Scarcely understanding what he meant, I repeated my name.

He answered, rudely and flatly, that it was impossible. 'I do not believe it, sir!' he repeated, his brow dark. 'You are not the man. You bring neither the lady nor the token, nor anything else by which I can test your story. Nay, sir, do not scowl at me,' he continued sharply. 'I am the mouthpiece of the King of Navarre, to whom this matter is of the highest importance. I cannot believe that the man whom he would choose would act so. This house you prate of in Blois, for instance, and the room with the two doors? What were you doing while mademoiselle was being removed?'

'I was engaged with the men of the house,' I answered, striving to swallow the anger which all but choked me. 'I did what I could. Had the door given way, all would have been well.'

He looked at me darkly. 'That is fine talking!' he said with a sneer. Then he dropped his eyes and seemed for a time to fall into a brown study, while I stood before him, confounded by this new view of the case, furious, yet not knowing how to vent my fury, cut to the heart by his insults, yet without hope or prospect of redress.

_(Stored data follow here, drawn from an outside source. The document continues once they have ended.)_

//! Response packets: OK, ERR, EOF and text result sets
//!
//! Result sets always end with an EOF packet; DEPRECATE_EOF is never
//! negotiated.

use std::iter;

use crate::executor::{OutputColumn, Row};

use super::handshake::status_flags;
use super::packet::{put_lenenc_int, put_lenenc_str};
use super::types::{
    datatype_charset, datatype_column_length, datatype_flags, datatype_to_protocol,
    put_text_cell, ColumnType,
};

const OK_HEADER: u8 = 0x00;
const EOF_HEADER: u8 = 0xfe;
const ERR_HEADER: u8 = 0xff;

/// Column definition (Protocol::ColumnDefinition41).
///
/// Columns are never aliased at the storage level, so the original table
/// and column names repeat the visible ones.
#[derive(Debug)]
pub struct ColumnDefinition41 {
    /// Database; empty for computed columns
    pub schema: String,
    pub table: String,
    pub name: String,
    pub character_set: u16,
    pub column_length: u32,
    pub column_type: ColumnType,
    pub flags: u16,
    pub decimals: u8,
}

impl ColumnDefinition41 {
    pub fn from_output_column(col: &OutputColumn, schema: &str) -> Self {
        ColumnDefinition41 {
            schema: if col.table.is_empty() {
                String::new()
            } else {
                schema.to_string()
            },
            table: col.table.clone(),
            name: col.name.clone(),
            character_set: datatype_charset(&col.data_type),
            column_length: datatype_column_length(&col.data_type),
            column_type: datatype_to_protocol(&col.data_type),
            flags: datatype_flags(&col.data_type, col.nullable),
            decimals: 0,
        }
    }

    pub fn encode(&self) -> Vec<u8> {
        let mut buf = Vec::with_capacity(64 + 2 * (self.table.len() + self.name.len()));
        for part in [
            "def",
            &self.schema,
            &self.table,
            &self.table,
            &self.name,
            &self.name,
        ] {
            put_lenenc_str(&mut buf, part);
        }

        // fixed-length block: charset, length, type, flags, decimals, filler
        buf.push(0x0c);
        buf.extend_from_slice(&self.character_set.to_le_bytes());
        buf.extend_from_slice(&self.column_length.to_le_bytes());
        buf.push(self.column_type as u8);
        buf.extend_from_slice(&self.flags.to_le_bytes());
        buf.push(self.decimals);
        buf.extend_from_slice(&[0, 0]);
        buf
    }
}

pub fn encode_ok_packet(affected_rows: u64, last_insert_id: u64, status: u16, warnings: u16) -> Vec<u8> {
    let mut buf = vec![OK_HEADER];
    put_lenenc_int(&mut buf, affected_rows);
    put_lenenc_int(&mut buf, last_insert_id);
    buf.extend_from_slice(&status.to_le_bytes());
    buf.extend_from_slice(&warnings.to_le_bytes());
    buf
}

/// ERR packet; the SQL state is cut or zero-padded to five characters
pub fn encode_err_packet(error_code: u16, sql_state: &str, message: &str) -> Vec<u8> {
    let mut buf = Vec::with_capacity(9 + message.len());
    buf.push(ERR_HEADER);
    buf.extend_from_slice(&error_code.to_le_bytes());
    buf.push(b'#');
    buf.extend(sql_state.bytes().chain(iter::repeat(b'0')).take(5));
    buf.extend_from_slice(message.as_bytes());
    buf
}

pub fn encode_eof_packet(warnings: u16, status: u16) -> Vec<u8> {
    let mut buf = vec![EOF_HEADER];
    buf.extend_from_slice(&warnings.to_le_bytes());
    buf.extend_from_slice(&status.to_le_bytes());
    buf
}

/// One text-protocol row
pub fn encode_text_row(row: &Row, columns: &[OutputColumn]) -> Vec<u8> {
    let mut buf = Vec::new();
    for (datum, col) in row.iter().zip(columns) {
        put_text_cell(&mut buf, datum, &col.data_type);
    }
    buf
}

pub fn encode_column_count(count: u64) -> Vec<u8> {
    let mut buf = Vec::with_capacity(1);
    put_lenenc_int(&mut buf, count);
    buf
}

/// Status flags for a response; `more` marks a result that another one from
/// the same batch follows
pub fn server_status(more: bool) -> u16 {
    let status = status_flags::SERVER_STATUS_AUTOCOMMIT;
    if more {
        status | status_flags::SERVER_MORE_RESULTS_EXISTS
    } else {
        status
    }
}

#[cfg(test)]
mod tests {
    use super::*;
    use crate::catalog::DataType;
    use crate::executor::Datum;

    fn column(name: &str, data_type: DataType) -> OutputColumn {
        OutputColumn {
            name: name.to_string(),
            table: "students".to_string(),
            data_type,
            nullable: true,
        }
    }

    #[test]
    fn test_column_definition_encode() {
        let col = OutputColumn {
            nullable: false,
            ..column("id", DataType::Int)
        };

        let def = ColumnDefinition41::from_output_column(&col, "test");
        assert_eq!(def.table, "students");
        assert_eq!(def.schema, "test");
        let encoded = def.encode();

        assert!(encoded.starts_with(&[3, b'd', b'e', b'f', 4, b't', b'e', b's', b't']));
        // fixed block follows the six names
        let fixed = &encoded[encoded.len() - 13..];
        assert_eq!(fixed[0], 0x0c);
        assert_eq!(fixed[7], ColumnType::Long as u8);

        let computed = OutputColumn {
            table: String::new(),
            ..column("1", DataType::BigInt)
        };
        assert_eq!(ColumnDefinition41::from_output_column(&computed, "test").schema, "");
    }

    #[test]
    fn test_more_results_flag() {
        assert_eq!(server_status(false) & status_flags::SERVER_MORE_RESULTS_EXISTS, 0);
        assert_ne!(server_status(true) & status_flags::SERVER_MORE_RESULTS_EXISTS, 0);
    }

    #[test]
    fn test_ok_packet() {
        let packet = encode_ok_packet(5, 10, status_flags::SERVER_STATUS_AUTOCOMMIT, 0);

        assert_eq!(packet[0], 0x00); // OK header
        assert_eq!(packet[1], 5); // affected_rows
        assert_eq!(packet[2], 10); // last_insert_id
    }

    #[test]
    fn test_err_packet() {
        let packet = encode_err_packet(1064, "42000", "Syntax error");

        assert_eq!(packet[0], 0xff); // ERR header
        assert_eq!(u16::from_le_bytes([packet[1], packet[2]]), 1064);
        assert_eq!(packet[3], b'#'); // sql_state_marker
        assert_eq!(&packet[4..9], b"42000");
        assert_eq!(&packet[9..], b"Syntax error");

        let short = encode_err_packet(1105, "HY", "x");
        assert_eq!(&short[4..9], b"HY000");
    }

    #[test]
    fn test_eof_packet() {
        let packet = encode_eof_packet(0, status_flags::SERVER_STATUS_AUTOCOMMIT);

        assert_eq!(packet[0], 0xfe); // EOF header
        assert_eq!(packet.len(), 5);
    }

    #[test]
    fn test_text_row() {
        let row = vec![
            Datum::Int(42),
            Datum::String("hello".to_string()),
            Datum::Null,
        ];
        let columns = vec![
            column("a", DataType::Int),
            column("b", DataType::Text),
            column("c", DataType::Int),
        ];

        let encoded = encode_text_row(&row, &columns);
        assert_eq!(
            encoded,
            vec![2, b'4', b'2', 5, b'h', b'e', b'l', b'l', b'o', 0xfb]
        );
    }
}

'Come!' he said harshly, after two or three minutes of gloomy reflection on his part and burning humiliation on mine, 'is there anyone here who can identify you, or in any other way confirm your story, sir? Until I know how the matter stands I can do nothing.'

I shook my head in sullen shame. I might protest against his brutality and this judgment of me, but to what purpose while he sheltered himself behind his master?

'Stay!' he said presently, with an abrupt gesture of remembrance. 'I had nearly forgotten. I have some here who have been lately at the King of Navarre's Court at St. Jean d'Angely. If you still maintain that you are the M. de Marsac to whom this commission was entrusted, you will doubtless have no objection to seeing them?'

On this I felt myself placed in a most cruel dilemma. If I refused to submit my case to the proposed ordeal, I stood an impostor confessed. If I consented to see these strangers, it was probable they would not recognise me, and possible that they might deny me in terms calculated to make my position even worse, if that might be. I hesitated; but, Rosny standing inexorable before me awaiting an answer, I finally consented.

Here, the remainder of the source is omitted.